(Saved data entries)
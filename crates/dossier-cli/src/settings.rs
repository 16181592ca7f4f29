//! Runtime settings, layered from defaults, an optional TOML file and
//! `DOSSIER_*` environment variables.

use std::path::{Path, PathBuf};

use anyhow::Context as _;
use serde::Deserialize;

/// Default location of the SQLite store.
const DEFAULT_STORE_PATH: &str = "~/.local/share/dossier/dossier.db";

#[derive(Debug, Clone, Deserialize)]
pub struct Settings {
  /// Path of the SQLite database file. `~` is expanded.
  pub store_path: PathBuf,
}

impl Settings {
  /// Load settings from `file` (if it exists) and the environment, e.g.
  /// `DOSSIER_STORE_PATH=/var/lib/dossier.db`.
  pub fn load(file: &Path) -> anyhow::Result<Self> {
    let settings = config::Config::builder()
      .set_default("store_path", DEFAULT_STORE_PATH)?
      .add_source(config::File::from(file.to_path_buf()).required(false))
      .add_source(config::Environment::with_prefix("DOSSIER"))
      .build()
      .with_context(|| format!("failed to read config file {}", file.display()))?;

    let mut settings: Settings = settings
      .try_deserialize()
      .context("failed to deserialise settings")?;
    settings.store_path = expand_tilde(&settings.store_path);
    Ok(settings)
  }
}

/// Expand a leading `~` to the user's home directory.
pub fn expand_tilde(path: &Path) -> PathBuf {
  let s = path.to_string_lossy();
  if let Some(rest) = s.strip_prefix("~/")
    && let Ok(home) = std::env::var("HOME")
  {
    return PathBuf::from(home).join(rest);
  }
  path.to_path_buf()
}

Your instructions:
The answer is a portion of the data. Write out exactly the line with "user's home directory." and all lines after it.

Solved problem:
/// Expand a leading `~` to the user's home directory.
pub fn expand_tilde(path: &Path) -> PathBuf {
  let s = path.to_string_lossy();
  if let Some(rest) = s.strip_prefix("~/")
    && let Ok(home) = std::env::var("HOME")
  {
    return PathBuf::from(home).join(rest);
  }
  path.to_path_buf()
}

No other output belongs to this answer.